Read the data that follows. Then repeat it exactly.

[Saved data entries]
-------
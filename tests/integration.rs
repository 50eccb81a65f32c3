use std::path::{Path, PathBuf};
use std::process::Command;

use ide_themer::color::Color;
use ide_themer::config::{ThemeConfig, DEFAULT_FALLBACKS};
use ide_themer::error::ThemeError;
use ide_themer::pipeline::assemble::{assemble, COLOR_MAP};
use ide_themer::pipeline::detect::{classify, Classification};
use ide_themer::pipeline::parse::parse;
use ide_themer::pipeline::surfaces::derive_surface_colors;
use ide_themer::pipeline::validate::{validate, IssueKind, Slot};
use ide_themer::pipeline::{self, Generation};
use ide_themer::repository::{output_file_name, ThemeRepository, ThemeState, SOURCE_FILE};

// ---------------------------------------------------------------------------
// Helpers
// ---------------------------------------------------------------------------

fn fixture_dir() -> PathBuf {
    PathBuf::from(env!("CARGO_MANIFEST_DIR"))
        .join("tests")
        .join("fixtures")
}

fn snapshot_dir() -> PathBuf {
    PathBuf::from(env!("CARGO_MANIFEST_DIR"))
        .join("tests")
        .join("snapshots")
}

fn fixture(name: &str) -> String {
    std::fs::read_to_string(fixture_dir().join(name)).unwrap()
}

/// Lay out a themes directory: one subdirectory per entry, with the
/// palette source written when one is given.
fn themes_dir(themes: &[(&str, Option<&str>)]) -> tempfile::TempDir {
    let dir = tempfile::tempdir().unwrap();
    for (name, source) in themes {
        let theme_dir = dir.path().join(name);
        std::fs::create_dir_all(&theme_dir).unwrap();
        if let Some(text) = source {
            std::fs::write(theme_dir.join(SOURCE_FILE), text).unwrap();
        }
    }
    dir
}

fn run_pipeline(name: &str, source: &str) -> Generation {
    pipeline::run(name, source, &ThemeConfig::default())
}

/// Validate the structural correctness of a serialized theme document.
fn validate_document_structure(output: &str) {
    let json: serde_json::Value = serde_json::from_str(output).unwrap();
    let root = json.as_object().unwrap();
    let keys: Vec<&str> = root.keys().map(String::as_str).collect();
    assert_eq!(keys.len(), 3, "unexpected top-level keys: {keys:?}");

    let colors = json["workbench.colorCustomizations"].as_object().unwrap();
    assert_eq!(colors.len(), COLOR_MAP.len());

    for (key, value) in colors {
        let value = value.as_str().unwrap();
        if key == "editorUnnecessaryCode.opacity" || key == "widget.shadow" {
            continue;
        }
        assert_eq!(value.len(), 7, "{key}: '{value}' is not #rrggbb");
        assert!(value.starts_with('#'));
        assert!(
            value[1..]
                .chars()
                .all(|c| c.is_ascii_hexdigit() && !c.is_ascii_uppercase()),
            "{key}: '{value}' is not lowercase hex"
        );
    }

    let rules = json["editor.tokenColorCustomizations"]["textMateRules"]
        .as_array()
        .unwrap();
    assert_eq!(rules.len(), 10);
    for rule in rules {
        assert!(!rule["scope"].as_array().unwrap().is_empty());
        assert!(rule["settings"]["foreground"].as_str().unwrap().starts_with('#'));
    }
}

// ---------------------------------------------------------------------------
// Snapshot tests
// ---------------------------------------------------------------------------

/// Generate or verify a snapshot for a given fixture.
fn snapshot_test(fixture_name: &str) {
    let name = fixture_name.trim_end_matches(".toml");
    let output = run_pipeline(name, &fixture(fixture_name))
        .document
        .to_json()
        .unwrap();
    validate_document_structure(&output);

    let snap_dir = snapshot_dir();
    std::fs::create_dir_all(&snap_dir).unwrap();
    let snap_path = snap_dir.join(format!("{name}.json"));

    if std::env::var("UPDATE_SNAPSHOTS").is_ok() || !snap_path.exists() {
        std::fs::write(&snap_path, &output).unwrap();
        return;
    }

    let expected = std::fs::read_to_string(&snap_path).unwrap();
    assert_eq!(
        output, expected,
        "snapshot mismatch for {fixture_name}. Run with UPDATE_SNAPSHOTS=1 to update."
    );
}

#[test]
fn snapshot_catppuccin_mocha() {
    snapshot_test("catppuccin-mocha.toml");
}

#[test]
fn snapshot_rose_pine_dawn() {
    snapshot_test("rose-pine-dawn.toml");
}

// ---------------------------------------------------------------------------
// Pipeline tests
// ---------------------------------------------------------------------------

#[test]
fn dark_fixture_is_clean_and_dark() {
    let generation = run_pipeline("mocha", &fixture("catppuccin-mocha.toml"));
    assert_eq!(generation.classification, Classification::Dark);
    assert!(generation.issues.is_empty(), "{:?}", generation.issues);
    assert_eq!(generation.palette.cursor, Color::new(0xf5, 0xe0, 0xdc));
    assert_eq!(
        generation.document.color("terminal.ansiBlue"),
        Some(Color::new(0x89, 0xb4, 0xfa))
    );
}

#[test]
fn light_fixture_repairs_sloppy_entries() {
    let generation = run_pipeline("dawn", &fixture("rose-pine-dawn.toml"));
    assert_eq!(generation.classification, Classification::Light);

    // "575279" is accepted without '#'; "#57527" is not.
    assert_eq!(generation.palette.normal[Slot::White], Color::new(0x57, 0x52, 0x79));
    assert_eq!(
        generation.palette.bright[Slot::White],
        DEFAULT_FALLBACKS.bright[Slot::White]
    );

    let kinds: Vec<(&str, IssueKind)> = generation
        .issues
        .iter()
        .map(|i| (i.field.as_str(), i.kind))
        .collect();
    assert_eq!(
        kinds,
        vec![
            ("cursor", IssueKind::DerivedFromForeground),
            ("bright.white", IssueKind::Invalid),
        ]
    );
}

#[test]
fn minimal_source_end_to_end() {
    let generation = run_pipeline(
        "minimal",
        "background = \"#282a36\"\nforeground = \"#f8f8f2\"\n",
    );
    assert_eq!(generation.classification, Classification::Dark);

    let names = ["Black", "Red", "Green", "Yellow", "Blue", "Magenta", "Cyan", "White"];
    for (slot, name) in Slot::ALL.into_iter().zip(names) {
        assert_eq!(
            generation.document.color(&format!("terminal.ansi{name}")),
            Some(DEFAULT_FALLBACKS.normal[slot])
        );
        assert_eq!(
            generation.document.color(&format!("terminal.ansiBright{name}")),
            Some(DEFAULT_FALLBACKS.bright[slot])
        );
    }

    let ansi_issues = generation
        .issues
        .iter()
        .filter(|i| i.field.starts_with("normal.") || i.field.starts_with("bright."))
        .count();
    assert_eq!(ansi_issues, 16);
}

#[test]
fn unreadable_contrast_falls_back_to_default_pair() {
    let generation = run_pipeline(
        "washed-out",
        "background = \"#ffffff\"\nforeground = \"#fefefe\"\n",
    );
    assert_eq!(generation.palette.background, DEFAULT_FALLBACKS.background);
    assert_eq!(generation.palette.foreground, DEFAULT_FALLBACKS.foreground);
    // Classification follows the corrected background.
    assert_eq!(generation.classification, Classification::Dark);
    assert_eq!(
        generation.document.color("editor.background"),
        Some(DEFAULT_FALLBACKS.background)
    );
}

#[test]
fn stages_compose_like_the_pipeline() {
    let config = ThemeConfig::default();
    let raw = parse(&fixture("catppuccin-mocha.toml"));
    let palette = validate(&raw, &config).value;
    let classification = classify(palette.background);
    let surfaces = derive_surface_colors(&palette, classification, &config);
    let document = assemble("mocha", &palette, &surfaces);

    let generation = run_pipeline("mocha", &fixture("catppuccin-mocha.toml"));
    assert_eq!(document, generation.document);
}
-------
_ANSWER FOR THE TASK_:
filename tests/integration.rs
repository 50eccb81a65f32c3
use std::path::{Path, PathBuf};
use std::process::Command;

use ide_themer::color::Color;
use ide_themer::config::{ThemeConfig, DEFAULT_FALLBACKS};
use ide_themer::error::ThemeError;
use ide_themer::pipeline::assemble::{assemble, COLOR_MAP};
use ide_themer::pipeline::detect::{classify, Classification};
use ide_themer::pipeline::parse::parse;
use ide_themer::pipeline::surfaces::derive_surface_colors;
use ide_themer::pipeline::validate::{validate, IssueKind, Slot};
use ide_themer::pipeline::{self, Generation};
use ide_themer::repository::{output_file_name, ThemeRepository, ThemeState, SOURCE_FILE};

// ---------------------------------------------------------------------------
// Helpers
// ---------------------------------------------------------------------------

fn fixture_dir() -> PathBuf {
    PathBuf::from(env!("CARGO_MANIFEST_DIR"))
        .join("tests")
        .join("fixtures")
}

fn snapshot_dir() -> PathBuf {
    PathBuf::from(env!("CARGO_MANIFEST_DIR"))
        .join("tests")
        .join("snapshots")
}

fn fixture(name: &str) -> String {
    std::fs::read_to_string(fixture_dir().join(name)).unwrap()
}

/// Lay out a themes directory: one subdirectory per entry, with the
/// palette source written when one is given.
fn themes_dir(themes: &[(&str, Option<&str>)]) -> tempfile::TempDir {
    let dir = tempfile::tempdir().unwrap();
    for (name, source) in themes {
        let theme_dir = dir.path().join(name);
        std::fs::create_dir_all(&theme_dir).unwrap();
        if let Some(text) = source {
            std::fs::write(theme_dir.join(SOURCE_FILE), text).unwrap();
        }
    }
    dir
}

fn run_pipeline(name: &str, source: &str) -> Generation {
    pipeline::run(name, source, &ThemeConfig::default())
}

/// Validate the structural correctness of a serialized theme document.
fn validate_document_structure(output: &str) {
    let json: serde_json::Value = serde_json::from_str(output).unwrap();
    let root = json.as_object().unwrap();
    let keys: Vec<&str> = root.keys().map(String::as_str).collect();
    assert_eq!(keys.len(), 3, "unexpected top-level keys: {keys:?}");

    let colors = json["workbench.colorCustomizations"].as_object().unwrap();
    assert_eq!(colors.len(), COLOR_MAP.len());

    for (key, value) in colors {
        let value = value.as_str().unwrap();
        if key == "editorUnnecessaryCode.opacity" || key == "widget.shadow" {
            continue;
        }
        assert_eq!(value.len(), 7, "{key}: '{value}' is not #rrggbb");
        assert!(value.starts_with('#'));
        assert!(
            value[1..]
                .chars()
                .all(|c| c.is_ascii_hexdigit() && !c.is_ascii_uppercase()),
            "{key}: '{value}' is not lowercase hex"
        );
    }

    let rules = json["editor.tokenColorCustomizations"]["textMateRules"]
        .as_array()
        .unwrap();
    assert_eq!(rules.len(), 10);
    for rule in rules {
        assert!(!rule["scope"].as_array().unwrap().is_empty());
        assert!(rule["settings"]["foreground"].as_str().unwrap().starts_with('#'));
    }
}

// ---------------------------------------------------------------------------
// Snapshot tests
// ---------------------------------------------------------------------------

/// Generate or verify a snapshot for a given fixture.
fn snapshot_test(fixture_name: &str) {
    let name = fixture_name.trim_end_matches(".toml");
    let output = run_pipeline(name, &fixture(fixture_name))
        .document
        .to_json()
        .unwrap();
    validate_document_structure(&output);

    let snap_dir = snapshot_dir();
    std::fs::create_dir_all(&snap_dir).unwrap();
    let snap_path = snap_dir.join(format!("{name}.json"));

    if std::env::var("UPDATE_SNAPSHOTS").is_ok() || !snap_path.exists() {
        std::fs::write(&snap_path, &output).unwrap();
        return;
    }

    let expected = std::fs::read_to_string(&snap_path).unwrap();
    assert_eq!(
        output, expected,
        "snapshot mismatch for {fixture_name}. Run with UPDATE_SNAPSHOTS=1 to update."
    );
}

#[test]
fn snapshot_catppuccin_mocha() {
    snapshot_test("catppuccin-mocha.toml");
}

#[test]
fn snapshot_rose_pine_dawn() {
    snapshot_test("rose-pine-dawn.toml");
}

// ---------------------------------------------------------------------------
// Pipeline tests
// ---------------------------------------------------------------------------

#[test]
fn dark_fixture_is_clean_and_dark() {
    let generation = run_pipeline("mocha", &fixture("catppuccin-mocha.toml"));
    assert_eq!(generation.classification, Classification::Dark);
    assert!(generation.issues.is_empty(), "{:?}", generation.issues);
    assert_eq!(generation.palette.cursor, Color::new(0xf5, 0xe0, 0xdc));
    assert_eq!(
        generation.document.color("terminal.ansiBlue"),
        Some(Color::new(0x89, 0xb4, 0xfa))
    );
}

#[test]
fn light_fixture_repairs_sloppy_entries() {
    let generation = run_pipeline("dawn", &fixture("rose-pine-dawn.toml"));
    assert_eq!(generation.classification, Classification::Light);

    // "575279" is accepted without '#'; "#57527" is not.
    assert_eq!(generation.palette.normal[Slot::White], Color::new(0x57, 0x52, 0x79));
    assert_eq!(
        generation.palette.bright[Slot::White],
        DEFAULT_FALLBACKS.bright[Slot::White]
    );

    let kinds: Vec<(&str, IssueKind)> = generation
        .issues
        .iter()
        .map(|i| (i.field.as_str(), i.kind))
        .collect();
    assert_eq!(
        kinds,
        vec![
            ("cursor", IssueKind::DerivedFromForeground),
            ("bright.white", IssueKind::Invalid),
        ]
    );
}

#[test]
fn minimal_source_end_to_end() {
    let generation = run_pipeline(
        "minimal",
        "background = \"#282a36\"\nforeground = \"#f8f8f2\"\n",
    );
    assert_eq!(generation.classification, Classification::Dark);

    let names = ["Black", "Red", "Green", "Yellow", "Blue", "Magenta", "Cyan", "White"];
    for (slot, name) in Slot::ALL.into_iter().zip(names) {
        assert_eq!(
            generation.document.color(&format!("terminal.ansi{name}")),
            Some(DEFAULT_FALLBACKS.normal[slot])
        );
        assert_eq!(
            generation.document.color(&format!("terminal.ansiBright{name}")),
            Some(DEFAULT_FALLBACKS.bright[slot])
        );
    }

    let ansi_issues = generation
        .issues
        .iter()
        .filter(|i| i.field.starts_with("normal.") || i.field.starts_with("bright."))
        .count();
    assert_eq!(ansi_issues, 16);
}

#[test]
fn unreadable_contrast_falls_back_to_default_pair() {
    let generation = run_pipeline(
        "washed-out",
        "background = \"#ffffff\"\nforeground = \"#fefefe\"\n",
    );
    assert_eq!(generation.palette.background, DEFAULT_FALLBACKS.background);
    assert_eq!(generation.palette.foreground, DEFAULT_FALLBACKS.foreground);
    // Classification follows the corrected background.
    assert_eq!(generation.classification, Classification::Dark);
    assert_eq!(
        generation.document.color("editor.background"),
        Some(DEFAULT_FALLBACKS.background)
    );
}

#[test]
fn stages_compose_like_the_pipeline() {
    let config = ThemeConfig::default();
    let raw = parse(&fixture("catppuccin-mocha.toml"));
    let palette = validate(&raw, &config).value;
    let classification = classify(palette.background);
    let surfaces = derive_surface_colors(&palette, classification, &config);
    let document = assemble("mocha", &palette, &surfaces);

    let generation = run_pipeline("mocha", &fixture("catppuccin-mocha.toml"));
    assert_eq!(document, generation.document);
}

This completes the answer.